This is GG, we have to remove the containers on the host or stop
docker0: flags=4163<UP,BROADCAST,RUNNING,MULTICAST> mtu 1500
inet 172.17.0.1 netmask 255.255.0.0 broadcast 0.0.0.0
inet6 fe80::42:9cff:fea1:bc40 prefixlen 64 scopeid 0x20<link>
ether 02:42:9c:a1:bc:40 txqueuelen 0 (Ethernet)
RX packets 144756223 bytes 17497382352 (16.2 GiB)
RX errors 0 dropped 0 overruns 0 frame 0
TX packets 124049363 bytes 79629803176 (74.1 GiB)
TX errors 0 dropped 0 overruns 0 carrier 0 collisions 0
- After removing this problematic host, restart the other host'shealthcheck service, the host communications are restored to normal. This concludes the problem identification.
The problem host was removed and re-added and this problem host returned to normal.

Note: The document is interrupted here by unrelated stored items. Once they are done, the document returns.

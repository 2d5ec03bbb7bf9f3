use saddlecheck::core::calc::method::Method;
use saddlecheck::core::calc::request::PointCharge;
use saddlecheck::core::models::bonds::BondRearrangement;
use saddlecheck::engine::config::ValidationConfig;
use std::path::PathBuf;

pub struct AppConfig {
    pub name: String,
    pub ts_path: PathBuf,
    pub reactant_path: PathBuf,
    pub product_path: PathBuf,
    pub hessian_path: Option<PathBuf>,
    pub results_dir: PathBuf,
    pub charge: i32,
    pub mult: u32,
    pub bond_rearrangement: BondRearrangement,
    pub point_charges: Vec<PointCharge>,
    pub high_method: Method,
    pub low_method: Method,
    pub core_config: ValidationConfig,
}
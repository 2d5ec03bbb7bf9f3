//! # Saddlecheck Core Library
//!
//! Validation of transition-state (TS) candidates produced during automated
//! reaction-pathway search. Given a stationary point with a significant
//! imaginary vibrational frequency, the library decides whether that imaginary
//! mode corresponds to the intended bond-forming/bond-breaking event linking a
//! reactant to a product.
//!
//! ## Architectural Philosophy
//!
//! The library follows a strict three-layer architecture:
//!
//! - **[`core`]: The Foundation.** Stateless data models (`Structure`,
//!   `BondRearrangement`), geometry and normal-mode utilities, connectivity
//!   graphs, file I/O, and the abstraction over external electronic-structure
//!   calculations (`Calculator`).
//!
//! - **[`engine`]: The Logic Core.** The stateful layer holding the TS
//!   candidate, validation configuration, progress reporting and the
//!   individual validation tasks (quick screen, displacement check,
//!   optimization-based linkage).
//!
//! - **[`workflows`]: The Public API.** Escalating-cost validation pipelines
//!   tying the engine tasks together behind two boolean entry points.

pub mod core;
pub mod engine;
pub mod workflows;
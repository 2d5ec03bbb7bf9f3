//! # Engine Module
//!
//! The stateful layer of the validation pipeline.
//!
//! ## Architecture
//!
//! - **Configuration** ([`config`]) - Thresholds and tolerances with documented defaults
//! - **Candidate** ([`candidate`]) - The TS guess, its reactant and product, and its attached calculation
//! - **Context** ([`context`]) - Collaborators and settings shared by every task of a validation
//! - **Progress Monitoring** ([`progress`]) - Stage and calculation events for front-ends
//! - **Error Handling** ([`error`]) - Data-integrity failures that abort a validation
//! - **Tasks** ([`tasks`]) - The individual checks, cheapest first
//!
//! ## Error Policy
//!
//! Missing calculation data never escapes a task as an error: it is logged
//! and turned into a negative verdict. Only inconsistencies between related
//! data (atom counts, atom indices) surface as [`error::EngineError`].

pub mod candidate;
pub mod config;
pub mod context;
pub mod error;
pub mod progress;
pub mod tasks;

#[cfg(test)]
pub(crate) mod testing;
use super::method::{CalculationKind, Method};
use crate::core::models::structure::Structure;
use nalgebra::Point3;

/// A fixed point charge surrounding the QM region, e.g. from explicit solvent.
#[derive(Debug, Clone, Copy, PartialEq)]
pub struct PointCharge {
    pub charge: f64,
    pub position: Point3<f64>,
}

impl PointCharge {
    pub fn new(charge: f64, position: Point3<f64>) -> Self {
        Self { charge, position }
    }
}

/// Everything an external calculator needs to run one calculation.
#[derive(Debug, Clone)]
pub struct CalculationRequest<'a> {
    /// Unique calculation name; calculators may use it to locate outputs.
    pub name: String,
    pub kind: CalculationKind,
    pub structure: &'a Structure,
    pub method: &'a Method,
    /// Number of cores the calculation may use.
    pub n_cores: usize,
    /// Point charges embedding the structure. Empty for gas-phase or
    /// implicit-solvent calculations.
    pub point_charges: &'a [PointCharge],
}

impl<'a> CalculationRequest<'a> {
    pub fn hessian(
        name: String,
        structure: &'a Structure,
        method: &'a Method,
        n_cores: usize,
        point_charges: &'a [PointCharge],
    ) -> Self {
        Self {
            name,
            kind: CalculationKind::Hessian,
            structure,
            method,
            n_cores,
            point_charges,
        }
    }

    pub fn optimization(
        name: String,
        structure: &'a Structure,
        method: &'a Method,
        n_cores: usize,
    ) -> Self {
        Self {
            name,
            kind: CalculationKind::Optimization,
            structure,
            method,
            n_cores,
            point_charges: &[],
        }
    }

    /// Method keywords matching the kind of this request.
    pub fn keywords(&self) -> &'a [String] {
        self.method.keywords(self.kind)
    }
}
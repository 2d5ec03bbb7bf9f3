use std::collections::BTreeSet;
use std::fmt;
use thiserror::Error;

/// An unordered pair of atom indices, stored with the smaller index first.
#[derive(Debug, Clone, Copy, PartialEq, Eq, Hash, PartialOrd, Ord)]
pub struct BondPair {
    i: usize,
    j: usize,
}

impl BondPair {
    pub fn new(a: usize, b: usize) -> Self {
        if a <= b {
            Self { i: a, j: b }
        } else {
            Self { i: b, j: a }
        }
    }

    pub fn first(&self) -> usize {
        self.i
    }

    pub fn second(&self) -> usize {
        self.j
    }
}

impl From<(usize, usize)> for BondPair {
    fn from((a, b): (usize, usize)) -> Self {
        Self::new(a, b)
    }
}

impl fmt::Display for BondPair {
    fn fmt(&self, f: &mut fmt::Formatter<'_>) -> fmt::Result {
        write!(f, "({}, {})", self.i, self.j)
    }
}

#[derive(Debug, Error, PartialEq, Eq)]
pub enum RearrangementError {
    #[error("Bond {0} joins an atom to itself")]
    SelfBond(BondPair),

    #[error("Bond {0} is declared as both forming and breaking")]
    FormingAndBreaking(BondPair),

    #[error("Bond rearrangement declares no forming or breaking bonds")]
    Empty,
}

/// The declared set of bonds expected to form and break in a reaction step.
///
/// Forming and breaking sets are disjoint. The derived `active_atoms` and
/// `all` sets are computed once at construction; the rearrangement is
/// immutable afterwards.
#[derive(Debug, Clone, PartialEq, Eq)]
pub struct BondRearrangement {
    forming: BTreeSet<BondPair>,
    breaking: BTreeSet<BondPair>,
    active_atoms: BTreeSet<usize>,
    all: BTreeSet<BondPair>,
}

impl BondRearrangement {
    /// Creates a bond rearrangement from forming and breaking atom pairs.
    ///
    /// # Arguments
    ///
    /// * `forming` - Atom pairs whose bond forms going from reactant to product.
    /// * `breaking` - Atom pairs whose bond breaks going from reactant to product.
    ///
    /// # Errors
    ///
    /// Returns a [`RearrangementError`] if a pair joins an atom to itself, if a
    /// pair appears in both sets, or if both sets are empty.
    pub fn new<F, B>(forming: F, breaking: B) -> Result<Self, RearrangementError>
    where
        F: IntoIterator,
        F::Item: Into<BondPair>,
        B: IntoIterator,
        B::Item: Into<BondPair>,
    {
        let forming: BTreeSet<BondPair> = forming.into_iter().map(Into::into).collect();
        let breaking: BTreeSet<BondPair> = breaking.into_iter().map(Into::into).collect();

        if forming.is_empty() && breaking.is_empty() {
            return Err(RearrangementError::Empty);
        }
        if let Some(pair) = forming.iter().chain(&breaking).find(|p| p.i == p.j) {
            return Err(RearrangementError::SelfBond(*pair));
        }
        if let Some(pair) = forming.intersection(&breaking).next() {
            return Err(RearrangementError::FormingAndBreaking(*pair));
        }

        let all: BTreeSet<BondPair> = forming.union(&breaking).copied().collect();
        let active_atoms = all.iter().flat_map(|p| [p.i, p.j]).collect();

        Ok(Self {
            forming,
            breaking,
            active_atoms,
            all,
        })
    }

    pub fn forming(&self) -> &BTreeSet<BondPair> {
        &self.forming
    }

    pub fn breaking(&self) -> &BTreeSet<BondPair> {
        &self.breaking
    }

    /// Indices of every atom that takes part in a forming or breaking bond.
    pub fn active_atoms(&self) -> &BTreeSet<usize> {
        &self.active_atoms
    }

    /// Union of forming and breaking bonds.
    pub fn all(&self) -> &BTreeSet<BondPair> {
        &self.all
    }

    /// Largest atom index referenced by the rearrangement.
    pub fn max_atom_index(&self) -> Option<usize> {
        self.active_atoms.iter().next_back().copied()
    }
}
use clap::{Args, Parser, Subcommand};
use std::path::PathBuf;

const HELP_TEMPLATE: &str = "\
{before-help}{name} {version}
{author-with-newline}{about-with-newline}
{usage-heading} {usage}

{all-args}{after-help}
";

#[derive(Parser, Debug)]
#[command(
    author = "Saddlecheck Developers",
    version,
    about = "Saddlecheck CLI - Validates that the imaginary mode of a transition-state guess links the intended reactant and product.",
    help_template = HELP_TEMPLATE,
)]
#[command(propagate_version = true)]
pub struct Cli {
    #[command(subcommand)]
    pub command: Commands,

    /// Increase verbosity level (-v for INFO, -vv for DEBUG, -vvv for TRACE)
    #[arg(short, long, action = clap::ArgAction::Count, global = true)]
    pub verbose: u8,

    /// Suppress all log output except for errors
    #[arg(short, long, global = true, conflicts_with = "verbose")]
    pub quiet: bool,

    /// Write logs to a specified file in addition to the console output
    #[arg(long, global = true, value_name = "PATH")]
    pub log_file: Option<PathBuf>,
}

#[derive(Subcommand, Debug)]
pub enum Commands {
    /// Run only the quick imaginary-mode screen (frequency and active-atom contribution).
    Screen(JobArgs),
    /// Run the full validation: screen, displacement check, then optimization-based linkage.
    Validate(JobArgs),
}

/// Arguments shared by the `screen` and `validate` subcommands.
#[derive(Args, Debug, Clone)]
pub struct JobArgs {
    // --- Core Arguments ---
    /// Path to the job file in TOML format.
    #[arg(short, long, required = true, value_name = "PATH")]
    pub config: PathBuf,

    /// Directory holding archived calculation outputs, one `<name>.toml` per calculation.
    #[arg(short, long, value_name = "PATH")]
    pub results_dir: Option<PathBuf>,

    // --- Method Overrides ---
    /// Override the name of the high-level method.
    #[arg(long, value_name = "NAME")]
    pub high_method: Option<String>,

    /// Override the name of the low-level method used for re-optimization.
    #[arg(long, value_name = "NAME")]
    pub low_method: Option<String>,

    // --- Threshold Overrides ---
    /// Override the imaginary frequency threshold (cm⁻¹, non-positive).
    #[arg(long, value_name = "FLOAT", allow_hyphen_values = true)]
    pub freq_threshold: Option<f64>,

    /// Override the minimum relative contribution of the active atoms.
    #[arg(long, value_name = "FLOAT")]
    pub contribution_threshold: Option<f64>,

    /// Override the displacement magnitude along the imaginary mode.
    #[arg(long, value_name = "FLOAT")]
    pub displacement_magnitude: Option<f64>,

    /// Override the bond-length change required for a forming or breaking bond (Å).
    #[arg(long, value_name = "FLOAT")]
    pub bond_delta_threshold: Option<f64>,

    /// Override the number of cores requested for each calculation.
    #[arg(short, long, value_name = "INT")]
    pub n_cores: Option<usize>,
}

note：I forget how many times this is handledRancher There's a network problem.，Rancher One version up.， He's also stepped in a lot of holes
The problem resurfaces
Regardless of what caused the problem, it's curious how one host with the wrong IP can trigger all hosts avalanche What? Try to reproduce the problem.
Reproduction method : Add an IP in a normal network environment with docker0 The host on the bridge with the IP of 172.17.0.1
Reproduction of results : Add IP as 172.17.0.1 The network of the entire environment immediately becomes abnormal after the hosts, and the hosts cannot communicate with each other, reproducing the above problem
Questions to explore
Why does the host IP become 172.17.0.1?
FAQs on the Rancher website cross host communication Narrative.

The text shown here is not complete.